Mas depressa o “Cântico Selvagem” se converte num poderoso grito de revolta contra o torpor auto-centrado de B. Soares, ou seja, num vasto programa ideológico e de ação contra o que verdadeiramente está no fulcro do L. do D. Por outras palavras, o “Cântico Selvagem” é uma espécie de anti-L. do D.

Não no sentido pejorativo mas no plano da dialética, reforçada pelo instinto e pelo reflexo biológico, quase visceral. Vladimir serve-se de B. Soares para escapar à solidão e à prisão, nem que seja por uns instantes, a prisão de estar encarcerado em si. Creio que se pode dizer que B. Soares lhe dá, por contraste, o argumentário para a sua revolta.

Pensámos, pois, que este segundo número se deveria chamar “A revolta contra o L. do D.” Parecia justo.

O “desejo da sorte” – B. Soares não procura a sorte; O poderoso grito da “City Light” – B. Soares não foge através da alucinação, compraz-se na dor melancólica; As “rixas populares” e a resistência à repressão do governo-polícia – B. Soares não luta, esconde-se.
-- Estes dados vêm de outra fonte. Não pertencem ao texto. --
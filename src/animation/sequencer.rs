//! Step-wise playback of `<animate>` value lists.
//!
//! A sequence never schedules ahead: the registry asks it for the next step only when the
//! running step's task completes, so dropping the task (or the sequence) stops the chain.

use crate::foundation::core::ObjectId;
use crate::scene::animate_element::RepeatCount;
use crate::scene::object::PropValue;

#[derive(
    Clone, Copy, Debug, PartialEq, Eq, PartialOrd, Ord, Hash, serde::Serialize, serde::Deserialize,
)]
pub struct SequenceId(pub u64);

#[derive(Clone, Copy, Debug, PartialEq, Eq, serde::Serialize, serde::Deserialize)]
pub enum SequenceState {
    /// A step toward `values[value_index]` is running.
    Playing,
    /// A cycle ended and repeats remain; the first value must be re-applied.
    AwaitingRestart,
    Done,
}

/// Result of [`Sequencer::advance`].
#[derive(Clone, Debug, PartialEq)]
pub enum SequenceStep {
    /// Animate toward this value next.
    Next(PropValue),
    /// The cycle ended; call [`Sequencer::restart`].
    Restart,
    Finished,
}

/// Keyframe state machine for one directive.
#[derive(Clone, Debug, PartialEq)]
pub struct Sequencer {
    target: ObjectId,
    key: String,
    values: Vec<PropValue>,
    step_duration: f64,
    /// `None` plays forever.
    remaining: Option<u32>,
    value_index: usize,
    state: SequenceState,
    /// Clock time at which the first step started.
    started_at: f64,
    /// Completed cycles, skipped ones included.
    cycle: u64,
}

impl Sequencer {
    /// A sequence positioned on its first step (toward `values[1]`).
    ///
    /// `values` needs at least two entries; shorter lists start out [`SequenceState::Done`].
    pub fn new(
        target: ObjectId,
        key: impl Into<String>,
        values: Vec<PropValue>,
        step_duration: f64,
        repeat: RepeatCount,
    ) -> Self {
        let remaining = match repeat {
            RepeatCount::Count(n) => Some(n.max(1)),
            RepeatCount::Indefinite => None,
        };
        let state = if values.len() >= 2 {
            SequenceState::Playing
        } else {
            SequenceState::Done
        };
        Self {
            target,
            key: key.into(),
            values,
            step_duration,
            remaining,
            value_index: 1,
            state,
            started_at: 0.0,
            cycle: 0,
        }
    }

    /// Anchor the schedule: the first step starts at `time`.
    pub fn starting_at(mut self, time: f64) -> Self {
        self.started_at = time;
        self
    }

    pub fn target(&self) -> ObjectId {
        self.target
    }

    pub fn key(&self) -> &str {
        &self.key
    }

    pub fn step_duration(&self) -> f64 {
        self.step_duration
    }

    pub fn state(&self) -> SequenceState {
        self.state
    }

    pub fn value_index(&self) -> usize {
        self.value_index
    }

    /// Repeats left including the current one; `None` for indefinite playback.
    pub fn remaining(&self) -> Option<u32> {
        self.remaining
    }

    /// Scheduled start of the running step.
    ///
    /// Computed from the anchor and the step count rather than summed step by step, so the
    /// last step of a cycle ends at `started_at + cycle_length` up to rounding.
    pub fn step_start(&self) -> f64 {
        let per_cycle = self.values.len().saturating_sub(1) as f64;
        let steps = self.cycle as f64 * per_cycle + self.value_index.saturating_sub(1) as f64;
        self.started_at + steps * self.step_duration
    }

    pub fn first_value(&self) -> Option<&PropValue> {
        self.values.first()
    }

    /// Target value of the running step.
    pub fn current_value(&self) -> Option<&PropValue> {
        match self.state {
            SequenceState::Playing => self.values.get(self.value_index),
            _ => None,
        }
    }

    /// Transition taken when the running step completes.
    pub fn advance(&mut self) -> SequenceStep {
        if self.state != SequenceState::Playing {
            return SequenceStep::Finished;
        }
        self.value_index += 1;
        if let Some(value) = self.values.get(self.value_index) {
            return SequenceStep::Next(value.clone());
        }
        if let Some(n) = self.remaining.as_mut() {
            *n = n.saturating_sub(1);
            if *n == 0 {
                self.state = SequenceState::Done;
                return SequenceStep::Finished;
            }
        }
        self.state = SequenceState::AwaitingRestart;
        SequenceStep::Restart
    }

    /// Leave [`SequenceState::AwaitingRestart`]: returns the value to re-apply to the
    /// property and the first step's target.
    pub fn restart(&mut self) -> Option<(PropValue, PropValue)> {
        if self.state != SequenceState::AwaitingRestart {
            return None;
        }
        self.state = SequenceState::Playing;
        self.value_index = 1;
        self.cycle += 1;
        Some((self.values[0].clone(), self.values[1].clone()))
    }

    /// Drop whole cycles that ended before `now` without playing them.
    ///
    /// Only acts at the start of a cycle. A counted sequence always keeps its last cycle, so
    /// it still ends on its final value.
    pub fn catch_up(&mut self, now: f64) {
        if self.state != SequenceState::Playing || self.value_index != 1 {
            return;
        }
        let cycle_length = self.step_duration * self.values.len().saturating_sub(1) as f64;
        let behind = ((now - self.step_start()) / cycle_length).floor();
        if !(behind >= 1.0) {
            return;
        }
        let mut skip = if behind >= u64::MAX as f64 {
            u64::MAX
        } else {
            behind as u64
        };
        if let Some(n) = self.remaining.as_mut() {
            skip = skip.min(u64::from(n.saturating_sub(1)));
            *n -= skip as u32;
        }
        self.cycle = self.cycle.saturating_add(skip);
    }

    pub fn cancel(&mut self) {
        self.state = SequenceState::Done;
    }
}

#[cfg(test)]
#[path = "../../tests/unit/animation/sequencer.rs"]
mod tests;
//! QR-style decomposition of affine matrices into animatable components.

use crate::foundation::core::Affine;
use crate::transform::affine::{compose, rotate, scale, skew_x, skew_y, translate};

/// Independent components of an affine matrix.
///
/// Angles are in degrees. `compose_matrix(&qr_decompose(m))` reproduces `m` for any
/// non-singular `m`; `skew_y` is always `0` out of [`qr_decompose`] but is honored by
/// [`compose_matrix`].
#[derive(Clone, Copy, Debug, PartialEq, serde::Serialize, serde::Deserialize)]
pub struct Decomposed {
    pub translate_x: f64,
    pub translate_y: f64,
    pub scale_x: f64,
    pub scale_y: f64,
    pub skew_x: f64,
    pub skew_y: f64,
    pub angle: f64,
    #[serde(default)]
    pub flip_x: bool,
    #[serde(default)]
    pub flip_y: bool,
}

/// Component selector used by the transform animation to walk a decomposition.
#[derive(Clone, Copy, Debug, PartialEq, Eq)]
pub enum Component {
    TranslateX,
    TranslateY,
    ScaleX,
    ScaleY,
    SkewX,
    SkewY,
    Angle,
}

impl Component {
    pub const ALL: [Component; 7] = [
        Component::TranslateX,
        Component::TranslateY,
        Component::ScaleX,
        Component::ScaleY,
        Component::SkewX,
        Component::SkewY,
        Component::Angle,
    ];
}

impl Default for Decomposed {
    fn default() -> Self {
        Self::IDENTITY
    }
}

impl Decomposed {
    pub const IDENTITY: Self = Self {
        translate_x: 0.0,
        translate_y: 0.0,
        scale_x: 1.0,
        scale_y: 1.0,
        skew_x: 0.0,
        skew_y: 0.0,
        angle: 0.0,
        flip_x: false,
        flip_y: false,
    };

    /// All-zero components, the neutral element for component-wise deltas.
    pub const ZERO: Self = Self {
        translate_x: 0.0,
        translate_y: 0.0,
        scale_x: 0.0,
        scale_y: 0.0,
        skew_x: 0.0,
        skew_y: 0.0,
        angle: 0.0,
        flip_x: false,
        flip_y: false,
    };

    /// Component value, `None` when it is not a finite number.
    pub fn get(&self, c: Component) -> Option<f64> {
        let v = match c {
            Component::TranslateX => self.translate_x,
            Component::TranslateY => self.translate_y,
            Component::ScaleX => self.scale_x,
            Component::ScaleY => self.scale_y,
            Component::SkewX => self.skew_x,
            Component::SkewY => self.skew_y,
            Component::Angle => self.angle,
        };
        v.is_finite().then_some(v)
    }

    pub fn set(&mut self, c: Component, v: f64) {
        let slot = match c {
            Component::TranslateX => &mut self.translate_x,
            Component::TranslateY => &mut self.translate_y,
            Component::ScaleX => &mut self.scale_x,
            Component::ScaleY => &mut self.scale_y,
            Component::SkewX => &mut self.skew_x,
            Component::SkewY => &mut self.skew_y,
            Component::Angle => &mut self.angle,
        };
        *slot = v;
    }

    /// Component-wise `to - from` for components finite on both sides.
    pub fn delta(from: &Self, to: &Self) -> Self {
        let mut out = Self::ZERO;
        for c in Component::ALL {
            if let (Some(a), Some(b)) = (from.get(c), to.get(c)) {
                out.set(c, b - a);
            }
        }
        out
    }
}

/// Decompose `m` as `translate * rotate * scale * skewX`.
///
/// Singular matrices (zero first column) produce non-finite scale/skew components.
pub fn qr_decompose(m: Affine) -> Decomposed {
    let [a, b, c, d, e, f] = m.as_coeffs();
    let angle = b.atan2(a);
    let denom = a * a + b * b;
    let scale_x = denom.sqrt();
    let scale_y = (a * d - c * b) / scale_x;
    let skew_x = (a * c + b * d).atan2(denom);
    Decomposed {
        translate_x: e,
        translate_y: f,
        scale_x,
        scale_y,
        skew_x: skew_x.to_degrees(),
        skew_y: 0.0,
        angle: angle.to_degrees(),
        flip_x: false,
        flip_y: false,
    }
}

/// Scale/flip/skew part of a decomposition: `S(flip * scale) * Kx * Ky`.
pub fn dimensions_matrix(d: &Decomposed) -> Affine {
    let sx = if d.flip_x { -d.scale_x } else { d.scale_x };
    let sy = if d.flip_y { -d.scale_y } else { d.scale_y };
    let mut m = scale(sx, sy);
    if d.skew_x != 0.0 {
        m = compose(m, skew_x(d.skew_x));
    }
    if d.skew_y != 0.0 {
        m = compose(m, skew_y(d.skew_y));
    }
    m
}

/// Inverse of [`qr_decompose`]: `T * R * S * Kx * Ky`.
pub fn compose_matrix(d: &Decomposed) -> Affine {
    let mut m = translate(d.translate_x, d.translate_y);
    if d.angle != 0.0 {
        m = compose(m, rotate(d.angle));
    }
    let dims = dimensions_matrix(d);
    if dims != Affine::IDENTITY {
        m = compose(m, dims);
    }
    m
}

#[cfg(test)]
#[path = "../../tests/unit/transform/decompose.rs"]
mod tests;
Os vários episódios da trama serão descobertos pelo leitor.

Boa leitura. Bom sonho.

Luís Martinho do Rosário
Coimbra, julho de 2020

*Trata-se de “Paisagem da Chuva”, que se pode encontrar em versão integral no Livro do Desassossego por Bernardo Soares. Vol.I. Fernando Pessoa. (Recolha e transcrição dos textos de Maria Aliete Galhoz e Teresa Sobral Cunha. Prefácio e Organização de Jacinto do Prado Coelho.) Lisboa: Ática, 1982. – 82.

CÂNTIGO SELVAGEM
Em cada pingo de chuva a minha vida falhada chora na natureza. Há qualquer coisa do meu desassossego no gota a gota, na bátega a bátega com que a tristeza do dia se destorna inutilmente/por/sobre a terra.
Fernando Pessoa, “Livro do desassossego”, Vol. I.
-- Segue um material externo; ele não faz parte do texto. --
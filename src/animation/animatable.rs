//! Objects whose properties can be driven by animation tasks.

use crate::animation::task::Interpolation;
use crate::animation::transform_anim::TransformAnimation;
use crate::foundation::core::Affine;
use crate::foundation::error::{SvgMotionError, SvgMotionResult};
use crate::scene::object::{ObjectKind, PropValue, SceneObject};
use crate::style::color::Color;

/// Properties interpolated as colors.
pub const COLOR_PROPERTIES: [&str; 3] = ["fill", "stroke", "backgroundColor"];

/// Canonical key of the whole-transform property.
pub const TRANSFORM_MATRIX_KEY: &str = "transformMatrix";

/// Property access used by the animation registry.
pub trait Animatable {
    /// Current value at a property name or dotted key path.
    fn animated_value(&self, key: &str) -> Option<PropValue>;

    /// Write a tick's value. Dotted paths are written through the same path; single keys go
    /// through the object's generic setter.
    fn apply_animated_value(&mut self, key: &str, value: PropValue) -> SvgMotionResult<()>;

    /// Hook run once a task completes, before its completion callback.
    fn animation_finished(&mut self);
}

impl Animatable for SceneObject {
    fn animated_value(&self, key: &str) -> Option<PropValue> {
        self.get_path(key)
    }

    fn apply_animated_value(&mut self, key: &str, value: PropValue) -> SvgMotionResult<()> {
        if key.contains('.') {
            self.set_path(key, value)
        } else {
            self.set(key, value)
        }
    }

    fn animation_finished(&mut self) {
        self.set_coords();
    }
}

impl SceneObject {
    /// Shapes are animatable; `<animate>` pseudo-objects are not.
    pub fn as_animatable_mut(&mut self) -> Option<&mut dyn Animatable> {
        match self.kind {
            ObjectKind::Shape { .. } => Some(self),
            ObjectKind::Animate(_) => None,
        }
    }

    pub fn is_animatable(&self) -> bool {
        matches!(self.kind, ObjectKind::Shape { .. })
    }
}

/// `transformMatrix` in any letter case.
pub fn is_transform_key(key: &str) -> bool {
    key.eq_ignore_ascii_case(TRANSFORM_MATRIX_KEY)
}

/// Last segment of a dotted key path.
pub fn leaf_property(key: &str) -> &str {
    key.rsplit('.').next().unwrap_or(key)
}

/// Pick the interpolation strategy for animating `key` from `start` to `end`.
///
/// Color properties interpolate colors, the transform key goes through
/// [`TransformAnimation`], everything else is numeric. A missing start value falls back to
/// transparent, identity or zero respectively.
pub fn interpolation_for(
    key: &str,
    start: Option<&PropValue>,
    end: &PropValue,
) -> SvgMotionResult<Interpolation> {
    if COLOR_PROPERTIES.contains(&leaf_property(key)) {
        let parse = |v: &PropValue| v.as_text().and_then(Color::parse);
        let end = parse(end).ok_or_else(|| {
            SvgMotionError::animation(format!("\"{key}\" end value {end:?} is not a color"))
        })?;
        let start = start.and_then(parse).unwrap_or(Color::TRANSPARENT);
        return Ok(Interpolation::Color { start, end });
    }

    if is_transform_key(key) {
        let end = end.as_matrix().ok_or_else(|| {
            SvgMotionError::animation(format!("\"{key}\" end value is not a matrix"))
        })?;
        let start = start
            .and_then(PropValue::as_matrix)
            .unwrap_or(Affine::IDENTITY);
        return Ok(Interpolation::Transform(TransformAnimation::new(start, end)));
    }

    match end {
        PropValue::List(end) => {
            let start = match start {
                Some(PropValue::List(s)) if s.len() == end.len() => s.clone(),
                Some(PropValue::List(s)) => {
                    return Err(SvgMotionError::animation(format!(
                        "\"{key}\" start has {} entries, end has {}",
                        s.len(),
                        end.len()
                    )));
                }
                _ => vec![0.0; end.len()],
            };
            let delta = start.iter().zip(end).map(|(s, e)| e - s).collect();
            Ok(Interpolation::List { start, delta })
        }
        other => {
            let end = other.as_number().ok_or_else(|| {
                SvgMotionError::animation(format!("\"{key}\" end value {other:?} is not numeric"))
            })?;
            let start = start.and_then(PropValue::as_number).unwrap_or(0.0);
            Ok(Interpolation::Number {
                start,
                delta: end - start,
            })
        }
    }
}

#[cfg(test)]
#[path = "../../tests/unit/animation/animatable.rs"]
mod tests;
 – Nos arredores da nossa consciência está a nossa vontade.
A batalha trava-se entre o inconsciente e a realidade objetiva,
originando às vezes equívocos na nossa personalidade.
Quando isso acontece o melhor é:
– Beber uma Coca Cola e fumar um cigarrinho…

– Não sou deste mundo. “O vosso”.
Sou daquele onde nos deixaram medrar na vida.
Tornando o olhar em. Sonho.
Olho para ti, não este olhar não é o teu.
Dêem-me beijos de loucura,
desses que nos embebedam solenemente
e na selvajaria sou “o vosso” irmão humano…
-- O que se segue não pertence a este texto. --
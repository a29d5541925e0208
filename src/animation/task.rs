//! In-flight property animations.

use std::fmt;
use std::rc::Rc;

use crate::animation::ease::Ease;
use crate::animation::sequencer::SequenceId;
use crate::animation::transform_anim::TransformAnimation;
use crate::foundation::core::ObjectId;
use crate::scene::object::PropValue;
use crate::style::color::Color;

/// Relative clock slack when checking whether a task reached its end.
const END_TOLERANCE: f64 = 1e-9;

/// Clock slack at `time`: how close to its end a task must be to count as finished.
pub(crate) fn end_tolerance(time: f64) -> f64 {
    END_TOLERANCE * time.abs().max(1.0)
}

/// Called with `(value, value_progress, duration_progress)`.
pub type AnimationCallback = Rc<dyn Fn(&PropValue, f64, f64)>;
/// Same arguments as [`AnimationCallback`]; returning `true` stops the task before the value
/// is applied.
pub type AbortPredicate = Rc<dyn Fn(&PropValue, f64, f64) -> bool>;

/// Registry-unique handle of a task.
#[derive(
    Clone, Copy, Debug, PartialEq, Eq, PartialOrd, Ord, Hash, serde::Serialize, serde::Deserialize,
)]
pub struct TaskId(pub u64);

/// Configuration shared by every property of one `animate` call.
#[derive(Clone)]
pub struct AnimationOptions {
    /// Seconds.
    pub duration: f64,
    pub easing: Ease,
    /// Overrides the object's current value as the start value.
    pub start_value: Option<PropValue>,
    pub on_change: Option<AnimationCallback>,
    pub on_complete: Option<AnimationCallback>,
    pub abort: Option<AbortPredicate>,
}

impl Default for AnimationOptions {
    fn default() -> Self {
        Self {
            duration: 0.5,
            easing: Ease::default(),
            start_value: None,
            on_change: None,
            on_complete: None,
            abort: None,
        }
    }
}

impl fmt::Debug for AnimationOptions {
    fn fmt(&self, f: &mut fmt::Formatter<'_>) -> fmt::Result {
        f.debug_struct("AnimationOptions")
            .field("duration", &self.duration)
            .field("easing", &self.easing)
            .field("start_value", &self.start_value)
            .field("on_change", &self.on_change.is_some())
            .field("on_complete", &self.on_complete.is_some())
            .field("abort", &self.abort.is_some())
            .finish()
    }
}

impl AnimationOptions {
    pub fn with_duration(mut self, seconds: f64) -> Self {
        self.duration = seconds;
        self
    }

    pub fn with_easing(mut self, easing: Ease) -> Self {
        self.easing = easing;
        self
    }

    pub fn with_start_value(mut self, value: impl Into<PropValue>) -> Self {
        self.start_value = Some(value.into());
        self
    }

    pub fn on_change(mut self, f: impl Fn(&PropValue, f64, f64) + 'static) -> Self {
        self.on_change = Some(Rc::new(f));
        self
    }

    pub fn on_complete(mut self, f: impl Fn(&PropValue, f64, f64) + 'static) -> Self {
        self.on_complete = Some(Rc::new(f));
        self
    }

    pub fn abort_when(mut self, f: impl Fn(&PropValue, f64, f64) -> bool + 'static) -> Self {
        self.abort = Some(Rc::new(f));
        self
    }
}

/// Value strategy of a task, chosen from the property and the end value.
#[derive(Clone, Debug, PartialEq)]
pub enum Interpolation {
    Number { start: f64, delta: f64 },
    List { start: Vec<f64>, delta: Vec<f64> },
    /// Channel-wise RGBA, serialized back to `rgba(...)` text.
    Color { start: Color, end: Color },
    Transform(TransformAnimation),
}

impl Interpolation {
    pub fn value_at(&self, elapsed: f64, duration: f64, easing: Ease) -> PropValue {
        match self {
            Self::Number { start, delta } => {
                PropValue::Number(easing.interpolate(elapsed, *start, *delta, duration))
            }
            Self::List { start, delta } => PropValue::List(
                start
                    .iter()
                    .zip(delta)
                    .map(|(s, d)| easing.interpolate(elapsed, *s, *d, duration))
                    .collect(),
            ),
            Self::Color { start, end } => {
                let t = easing.interpolate(elapsed, 0.0, 1.0, duration);
                PropValue::Text(start.lerp(end, t).to_rgba_string())
            }
            Self::Transform(anim) => PropValue::Matrix(anim.value_at(elapsed, duration, easing)),
        }
    }
}

/// One running interpolation, owned by an [`crate::AnimationRegistry`].
#[derive(Clone)]
pub struct AnimationTask {
    pub(crate) id: TaskId,
    pub(crate) target: ObjectId,
    pub(crate) key: String,
    pub(crate) interpolation: Interpolation,
    pub(crate) duration: f64,
    pub(crate) easing: Ease,
    /// Registry clock time at which the task starts.
    pub(crate) start_time: f64,
    pub(crate) progress: f64,
    pub(crate) on_change: Option<AnimationCallback>,
    pub(crate) on_complete: Option<AnimationCallback>,
    pub(crate) abort: Option<AbortPredicate>,
    pub(crate) sequence: Option<SequenceId>,
}

impl fmt::Debug for AnimationTask {
    fn fmt(&self, f: &mut fmt::Formatter<'_>) -> fmt::Result {
        f.debug_struct("AnimationTask")
            .field("id", &self.id)
            .field("target", &self.target)
            .field("key", &self.key)
            .field("interpolation", &self.interpolation)
            .field("duration", &self.duration)
            .field("easing", &self.easing)
            .field("start_time", &self.start_time)
            .field("progress", &self.progress)
            .field("sequence", &self.sequence)
            .finish_non_exhaustive()
    }
}

/// What one tick computed for a task.
#[derive(Clone, Debug, PartialEq)]
pub(crate) struct TaskFrame {
    pub(crate) value: PropValue,
    pub(crate) value_progress: f64,
    pub(crate) duration_progress: f64,
    pub(crate) finished: bool,
}

impl AnimationTask {
    pub fn id(&self) -> TaskId {
        self.id
    }

    pub fn target(&self) -> ObjectId {
        self.target
    }

    /// Property name or dotted key path being animated.
    pub fn key(&self) -> &str {
        &self.key
    }

    pub fn duration(&self) -> f64 {
        self.duration
    }

    pub fn easing(&self) -> Ease {
        self.easing
    }

    pub fn start_time(&self) -> f64 {
        self.start_time
    }

    pub fn end_time(&self) -> f64 {
        self.start_time + self.duration.max(0.0)
    }

    /// Fraction of the duration covered at the last tick.
    pub fn progress(&self) -> f64 {
        self.progress
    }

    pub fn interpolation(&self) -> &Interpolation {
        &self.interpolation
    }

    /// Sequence this task is a step of, if any.
    pub fn sequence(&self) -> Option<SequenceId> {
        self.sequence
    }

    /// Steps start at computed times, so a task counts as finished once the clock is within
    /// rounding distance of its end.
    pub(crate) fn frame_at(&self, now: f64) -> TaskFrame {
        let finished = now + end_tolerance(now) >= self.end_time();
        let elapsed = if finished {
            self.duration.max(0.0)
        } else {
            (now - self.start_time).clamp(0.0, self.duration.max(0.0))
        };
        let duration_progress = if self.duration > 0.0 {
            elapsed / self.duration
        } else {
            1.0
        };
        TaskFrame {
            value: self
                .interpolation
                .value_at(elapsed, self.duration, self.easing),
            value_progress: self.easing.interpolate(elapsed, 0.0, 1.0, self.duration),
            duration_progress,
            finished,
        }
    }
}

#[cfg(test)]
#[path = "../../tests/unit/animation/task.rs"]
mod tests;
– Não sou deste mundo. “O vosso”.
Sou daquele onde nos deixaram medrar na vida.
Tornando o olhar em. Sonho.
Olho para ti, não este olhar não é o teu.
Dêem-me beijos de loucura,
desses que nos embebedam solenemente
e na selvajaria sou “o vosso” irmão humano…

Vladimir Rodrigues, técnica mista, aguarela e tinta-da-china.

Que fazem eles, os homens normais? Tudo é doce.
– E eu aqui às voltas com o CÂNTICO SELVAGEM,
estou satisfeito, lírico com as palavras.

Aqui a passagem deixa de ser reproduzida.